Fast and Consistent Estimation of Species Trees Using Supermatrix Rooted Triples

Abstract
Concatenated sequence alignments are often used to infer species-level relationships. Previous studies have shown that analysis of concatenated data using maximum likelihood (ML) can produce misleading results when loci have differing gene tree topologies due to incomplete lineage sorting. Here, we develop a polynomial time method that utilizes the modified mincut supertree algorithm to construct an estimated species tree from inferred rooted triples of concatenated alignments.

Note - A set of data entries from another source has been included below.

impl SessionHandle {
    pub fn id(&self) -> u64 {
        self.session
    }

    /// Abandon the session from whatever phase it is suspended in
    ///
    /// The surface returns to Idle and the reporter never fires.
    pub fn abort(&self) {
        tracing::info!(session = self.session, "Aborting negotiation");
        self.task.abort();
    }

    pub fn is_finished(&self) -> bool {
        self.task.is_finished()
    }

    /// Wait until the session has reported or been torn down
    pub async fn wait(self) {
        if let Err(e) = self.task.await {
            if e.is_panic() {
                std::panic::resume_unwind(e.into_panic());
            }
        }
    }
}

#[cfg(test)]
mod tests {
    use super::*;
    use crate::audit::MemoryAuditSink;
    use crate::history::MemoryHistoryStore;
    use crate::interstitial::ScriptedInterstitial;
    use crate::registry::MemoryHost;
    use crate::suspension::MemorySuspensionStore;
    use crate::DefaultDecisionPolicy;

    fn negotiator(host: MemoryHost) -> Negotiator {
        let config = NegotiatorConfig {
            history: Arc::new(MemoryHistoryStore::new()),
            policy: Arc::new(DefaultDecisionPolicy),
            interstitial: Arc::new(ScriptedInterstitial::accepting()),
            suspension: Arc::new(MemorySuspensionStore::new()),
            audit: Arc::new(MemoryAuditSink::new()),
        };
        Negotiator::new(Arc::new(host), config)
    }

    #[test]
    fn test_buckets_pick_most_severe_interruption() {
        let mut buckets = Buckets::default();
        assert_eq!(buckets.interruption(), Interruption::None);

        buckets.direct.insert("camera");
        assert_eq!(buckets.interruption(), Interruption::Direct);

        buckets.rationale.insert("location");
        assert_eq!(buckets.interruption(), Interruption::Rationale);

        buckets.blocked.insert("storage");
        assert_eq!(buckets.interruption(), Interruption::Settings);
    }

    #[test]
    fn test_classify_all_honors_skip_rationale() {
        let host = MemoryHost::new(["camera", "location"]);
        host.allow_rationale("camera");
        host.allow_rationale("location");
        let negotiator = negotiator(host);

        let requested: CapabilitySet = ["camera", "location"].into_iter().collect();
        let dialog = DialogConfig::new().skip_rationale_for("camera");
        let buckets = negotiator.classify_all(1, &requested, &dialog);

        assert!(buckets.direct.contains(&"camera".into()));
        assert!(buckets.rationale.contains(&"location".into()));
    }

    #[test]
    fn test_claim_is_exclusive_and_released_on_drop() {
        let negotiator = negotiator(MemoryHost::new(["camera"]));

        let guard = negotiator.claim().ok().unwrap();
        assert_eq!(negotiator.phase(), SessionPhase::Classifying);
        assert!(matches!(
            negotiator.claim(),
            Err((_, NegotiationError::ConcurrentSessionRejected))
        ));

        guard.finish();
        assert_eq!(negotiator.phase(), SessionPhase::Idle);
        assert!(negotiator.claim().is_ok());
    }

    #[test]
    fn test_session_ids_increase() {
        let negotiator = negotiator(MemoryHost::new(["camera"]));
        let first = negotiator.next_session();
        let second = negotiator.next_session();
        assert!(second > first);
    }
}
//! Suspension snapshots
//!
//! While the user is away in the host settings surface the application may be
//! torn down and recreated. Before handing off, the session persists a
//! [`SessionSnapshot`] here; after the hand-off returns (in this process or a
//! recreated one) the snapshot is taken back and the session resumes.

use crate::presets::app_config_dir;
use grantflow_api::{SessionSnapshot, SnapshotError};
use std::fs;
use std::io::ErrorKind;
use std::path::{Path, PathBuf};
use std::sync::{Mutex, PoisonError};
use thiserror::Error;

/// Error type for suspension store operations
#[derive(Debug, Error)]
pub enum SuspensionError {
    #[error("Failed to access suspension store: {0}")]
    Io(#[from] std::io::Error),

    #[error(transparent)]
    Snapshot(#[from] SnapshotError),
}

/// Trait for persisting the one pending snapshot of a host surface
pub trait SuspensionStore: Send + Sync {
    /// Persist the snapshot, replacing any previous one
    fn save(&self, snapshot: &SessionSnapshot) -> Result<(), SuspensionError>;

    /// Remove and return the pending snapshot, if any
    fn take(&self) -> Result<Option<SessionSnapshot>, SuspensionError>;

    /// Whether a snapshot is pending
    fn has_pending(&self) -> bool;
}

// ============================================================================
// In-Memory Suspension Store
// ============================================================================

/// Keeps the snapshot in memory; survives suspension but not process death
#[derive(Debug, Default)]
pub struct MemorySuspensionStore {
    pending: Mutex<Option<SessionSnapshot>>,
}

impl MemorySuspensionStore {
    pub fn new() -> Self {
        Self::default()
    }
}

impl SuspensionStore for MemorySuspensionStore {
    fn save(&self, snapshot: &SessionSnapshot) -> Result<(), SuspensionError> {
        *self.pending.lock().unwrap_or_else(PoisonError::into_inner) = Some(snapshot.clone());
        Ok(())
    }

    fn take(&self) -> Result<Option<SessionSnapshot>, SuspensionError> {
        Ok(self
            .pending
            .lock()
            .unwrap_or_else(PoisonError::into_inner)
            .take())
    }

    fn has_pending(&self) -> bool {
        self.pending
            .lock()
            .unwrap_or_else(PoisonError::into_inner)
            .is_some()
    }
}

// ============================================================================
// File-based Suspension Store
// ============================================================================

/// Stores the snapshot as MessagePack in a file
///
/// Default location: `~/.config/<app>/pending_session.msgpack`
#[derive(Debug)]
pub struct FileSuspensionStore {
    path: PathBuf,
}

impl FileSuspensionStore {
    pub fn new(path: impl AsRef<Path>) -> Self {
        Self {
            path: path.as_ref().to_path_buf(),
        }
    }

    /// Create a store in the default location for an application
    pub fn default_for_app(app_name: &str) -> Self {
        Self::new(app_config_dir(app_name).join("pending_session.msgpack"))
    }

    pub fn path(&self) -> &Path {
        &self.path
    }
}

impl SuspensionStore for FileSuspensionStore {
    fn save(&self, snapshot: &SessionSnapshot) -> Result<(), SuspensionError> {
        if let Some(parent) = self.path.parent() {
            fs::create_dir_all(parent)?;
        }
        fs::write(&self.path, snapshot.to_bytes()?)?;
        Ok(())
    }

    fn take(&self) -> Result<Option<SessionSnapshot>, SuspensionError> {
        let bytes = match fs::read(&self.path) {
            Ok(bytes) => bytes,
            Err(e) if e.kind() == ErrorKind::NotFound => return Ok(None),
            Err(e) => return Err(e.into()),
        };
        fs::remove_file(&self.path)?;
        Ok(Some(SessionSnapshot::from_bytes(&bytes)?))
    }

    fn has_pending(&self) -> bool {
        self.path.exists()
    }
}

#[cfg(test)]
mod tests {
    use super::*;
    use grantflow_api::{CapabilitySet, DialogConfig, SessionPhase, SNAPSHOT_VERSION};

    fn snapshot() -> SessionSnapshot {
        SessionSnapshot {
            version: SNAPSHOT_VERSION,
            requested: ["storage", "camera"].into_iter().collect(),
            dialog: DialogConfig::new().with_settings("Storage is off", "", ""),
            phase: SessionPhase::SettingsEscalation,
            granted: CapabilitySet::new(),
            denied: ["camera"].into_iter().collect(),
            deferred: ["camera"].into_iter().collect(),
            escalated: ["storage"].into_iter().collect(),
        }
    }

    #[test]
    fn test_memory_store_take_clears() {
        let store = MemorySuspensionStore::new();
        store.save(&snapshot()).unwrap();

        assert!(store.has_pending());
        assert_eq!(store.take().unwrap(), Some(snapshot()));
        assert!(!store.has_pending());
        assert_eq!(store.take().unwrap(), None);
    }

    #[test]
    fn test_file_store_restores_verbatim() {
        let dir = tempfile::tempdir().unwrap();
        let path = dir.path().join("app").join("pending_session.msgpack");

        FileSuspensionStore::new(&path).save(&snapshot()).unwrap();

        let reopened = FileSuspensionStore::new(&path);
        assert!(reopened.has_pending());
        assert_eq!(reopened.take().unwrap(), Some(snapshot()));
        assert!(!path.exists());
    }

    #[test]
    fn test_file_store_without_snapshot() {
        let dir = tempfile::tempdir().unwrap();
        let store = FileSuspensionStore::new(dir.path().join("missing.msgpack"));

        assert!(!store.has_pending());
        assert_eq!(store.take().unwrap(), None);
    }

    #[test]
    fn test_file_store_corrupt_snapshot() {
        let dir = tempfile::tempdir().unwrap();
        let path = dir.path().join("pending_session.msgpack");
        std::fs::write(&path, b"\xc1garbage").unwrap();

        let store = FileSuspensionStore::new(&path);
        assert!(matches!(store.take(), Err(SuspensionError::Snapshot(_))));
    }
}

We term this method SuperMatrix Rooted Triple (SMRT) and use the notation SMRT-ML when rooted triples are inferred by ML. We use simulations to investigate the performance of SMRT-ML under Jukes–Cantor and general time-reversible substitution models for four- and five-taxon species trees and also apply the method to an empirical data set of yeast genes. We find that SMRT-ML converges to the correct species tree in many cases in which ML on the full concatenated data set fails to do so. SMRT-ML can be conservative in that its output tree is often partially unresolved for problematic clades. We show analytically that when the species tree is clocklike and mutations occur under the Cavender–Farris–Neyman substitution model, as the number of genes increases, SMRT-ML is increasingly likely to infer the correct species tree even when the most likely gene tree does not match the species tree. SMRT-ML is therefore a computationally efficient and statistically consistent estimator of the species tree when gene trees are distributed according to the multispecies coalescent model.